Stored items
Segment Open

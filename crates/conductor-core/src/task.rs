use chrono::{DateTime, Utc};
use serde::{Deserialize, Serialize};
use std::collections::HashMap;
use std::fmt;

/// Lifecycle status of a delegated task.
#[derive(Debug, Clone, Copy, PartialEq, Eq, Hash, Serialize, Deserialize)]
#[serde(rename_all = "snake_case")]
pub enum TaskStatus {
    Pending,
    InProgress,
    Completed,
    Failed,
    Timeout,
    Cancelled,
}

impl TaskStatus {
    /// Terminal statuses admit no further transitions.
    pub fn is_terminal(&self) -> bool {
        matches!(
            self,
            TaskStatus::Completed | TaskStatus::Failed | TaskStatus::Timeout | TaskStatus::Cancelled
        )
    }

    pub fn as_str(&self) -> &'static str {
        match self {
            TaskStatus::Pending => "pending",
            TaskStatus::InProgress => "in_progress",
            TaskStatus::Completed => "completed",
            TaskStatus::Failed => "failed",
            TaskStatus::Timeout => "timeout",
            TaskStatus::Cancelled => "cancelled",
        }
    }
}

impl fmt::Display for TaskStatus {
    fn fmt(&self, f: &mut fmt::Formatter<'_>) -> fmt::Result {
        f.write_str(self.as_str())
    }
}

/// Write-once input of a task.
#[derive(Debug, Clone, Default, PartialEq, Serialize, Deserialize)]
pub struct TaskInput {
    pub message: String,
    pub context_id: String,
    #[serde(default)]
    pub metadata: HashMap<String, serde_json::Value>,
}

impl TaskInput {
    pub fn new(message: impl Into<String>, context_id: impl Into<String>) -> Self {
        Self {
            message: message.into(),
            context_id: context_id.into(),
            metadata: HashMap::new(),
        }
    }

    pub fn with_metadata(mut self, metadata: HashMap<String, serde_json::Value>) -> Self {
        self.metadata = metadata;
        self
    }
}

/// The authoritative lifecycle record of one delegated unit of work.
///
/// `result` and `error` are mutually exclusive and both unset while the
/// status is non-terminal. Once terminal, [`TaskRecord::apply`] refuses
/// every further change.
#[derive(Debug, Clone, PartialEq, Serialize, Deserialize)]
pub struct TaskRecord {
    pub task_id: String,
    pub status: TaskStatus,
    pub input: TaskInput,
    pub result: Option<serde_json::Value>,
    pub error: Option<String>,
    pub created_at: DateTime<Utc>,
    pub started_at: Option<DateTime<Utc>>,
    pub completed_at: Option<DateTime<Utc>>,
}

impl TaskRecord {
    pub fn new(task_id: impl Into<String>, input: TaskInput) -> Self {
        Self {
            task_id: task_id.into(),
            status: TaskStatus::Pending,
            input,
            result: None,
            error: None,
            created_at: Utc::now(),
            started_at: None,
            completed_at: None,
        }
    }

    /// Apply a status transition. Returns `false` (and changes nothing)
    /// when the record is already terminal.
    ///
    /// `result` is only kept for `Completed`; `error` only for `Failed`,
    /// `Timeout` and `Cancelled`. `Failed` and `Timeout` always carry an
    /// error message, synthesized when the caller gives none.
    pub fn apply(
        &mut self,
        status: TaskStatus,
        result: Option<serde_json::Value>,
        error: Option<String>,
    ) -> bool {
        if self.status.is_terminal() {
            return false;
        }

        let now = Utc::now();
        match status {
            TaskStatus::Pending => {}
            TaskStatus::InProgress => {
                if self.started_at.is_none() {
                    self.started_at = Some(now);
                }
            }
            TaskStatus::Completed => {
                self.result = result;
                self.error = None;
            }
            TaskStatus::Failed | TaskStatus::Timeout => {
                self.result = None;
                self.error = Some(error.unwrap_or_else(|| format!("Task {status}")));
            }
            TaskStatus::Cancelled => {
                self.result = None;
                self.error = error;
            }
        }

        if status.is_terminal() {
            self.completed_at = Some(now);
        }
        self.status = status;
        true
    }

    pub fn is_terminal(&self) -> bool {
        self.status.is_terminal()
    }
}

Segment Closed

What you should do: Please output the records shown above, with every character intact.

Result of this task:
filename crates/conductor-core/src/task.rs
use chrono::{DateTime, Utc};
use serde::{Deserialize, Serialize};
use std::collections::HashMap;
use std::fmt;

/// Lifecycle status of a delegated task.
#[derive(Debug, Clone, Copy, PartialEq, Eq, Hash, Serialize, Deserialize)]
#[serde(rename_all = "snake_case")]
pub enum TaskStatus {
    Pending,
    InProgress,
    Completed,
    Failed,
    Timeout,
    Cancelled,
}

impl TaskStatus {
    /// Terminal statuses admit no further transitions.
    pub fn is_terminal(&self) -> bool {
        matches!(
            self,
            TaskStatus::Completed | TaskStatus::Failed | TaskStatus::Timeout | TaskStatus::Cancelled
        )
    }

    pub fn as_str(&self) -> &'static str {
        match self {
            TaskStatus::Pending => "pending",
            TaskStatus::InProgress => "in_progress",
            TaskStatus::Completed => "completed",
            TaskStatus::Failed => "failed",
            TaskStatus::Timeout => "timeout",
            TaskStatus::Cancelled => "cancelled",
        }
    }
}

impl fmt::Display for TaskStatus {
    fn fmt(&self, f: &mut fmt::Formatter<'_>) -> fmt::Result {
        f.write_str(self.as_str())
    }
}

/// Write-once input of a task.
#[derive(Debug, Clone, Default, PartialEq, Serialize, Deserialize)]
pub struct TaskInput {
    pub message: String,
    pub context_id: String,
    #[serde(default)]
    pub metadata: HashMap<String, serde_json::Value>,
}

impl TaskInput {
    pub fn new(message: impl Into<String>, context_id: impl Into<String>) -> Self {
        Self {
            message: message.into(),
            context_id: context_id.into(),
            metadata: HashMap::new(),
        }
    }

    pub fn with_metadata(mut self, metadata: HashMap<String, serde_json::Value>) -> Self {
        self.metadata = metadata;
        self
    }
}

/// The authoritative lifecycle record of one delegated unit of work.
///
/// `result` and `error` are mutually exclusive and both unset while the
/// status is non-terminal. Once terminal, [`TaskRecord::apply`] refuses
/// every further change.
#[derive(Debug, Clone, PartialEq, Serialize, Deserialize)]
pub struct TaskRecord {
    pub task_id: String,
    pub status: TaskStatus,
    pub input: TaskInput,
    pub result: Option<serde_json::Value>,
    pub error: Option<String>,
    pub created_at: DateTime<Utc>,
    pub started_at: Option<DateTime<Utc>>,
    pub completed_at: Option<DateTime<Utc>>,
}

impl TaskRecord {
    pub fn new(task_id: impl Into<String>, input: TaskInput) -> Self {
        Self {
            task_id: task_id.into(),
            status: TaskStatus::Pending,
            input,
            result: None,
            error: None,
            created_at: Utc::now(),
            started_at: None,
            completed_at: None,
        }
    }

    /// Apply a status transition. Returns `false` (and changes nothing)
    /// when the record is already terminal.
    ///
    /// `result` is only kept for `Completed`; `error` only for `Failed`,
    /// `Timeout` and `Cancelled`. `Failed` and `Timeout` always carry an
    /// error message, synthesized when the caller gives none.
    pub fn apply(
        &mut self,
        status: TaskStatus,
        result: Option<serde_json::Value>,
        error: Option<String>,
    ) -> bool {
        if self.status.is_terminal() {
            return false;
        }

        let now = Utc::now();
        match status {
            TaskStatus::Pending => {}
            TaskStatus::InProgress => {
                if self.started_at.is_none() {
                    self.started_at = Some(now);
                }
            }
            TaskStatus::Completed => {
                self.result = result;
                self.error = None;
            }
            TaskStatus::Failed | TaskStatus::Timeout => {
                self.result = None;
                self.error = Some(error.unwrap_or_else(|| format!("Task {status}")));
            }
            TaskStatus::Cancelled => {
                self.result = None;
                self.error = error;
            }
        }

        if status.is_terminal() {
            self.completed_at = Some(now);
        }
        self.status = status;
        true
    }

    pub fn is_terminal(&self) -> bool {
        self.status.is_terminal()
    }
}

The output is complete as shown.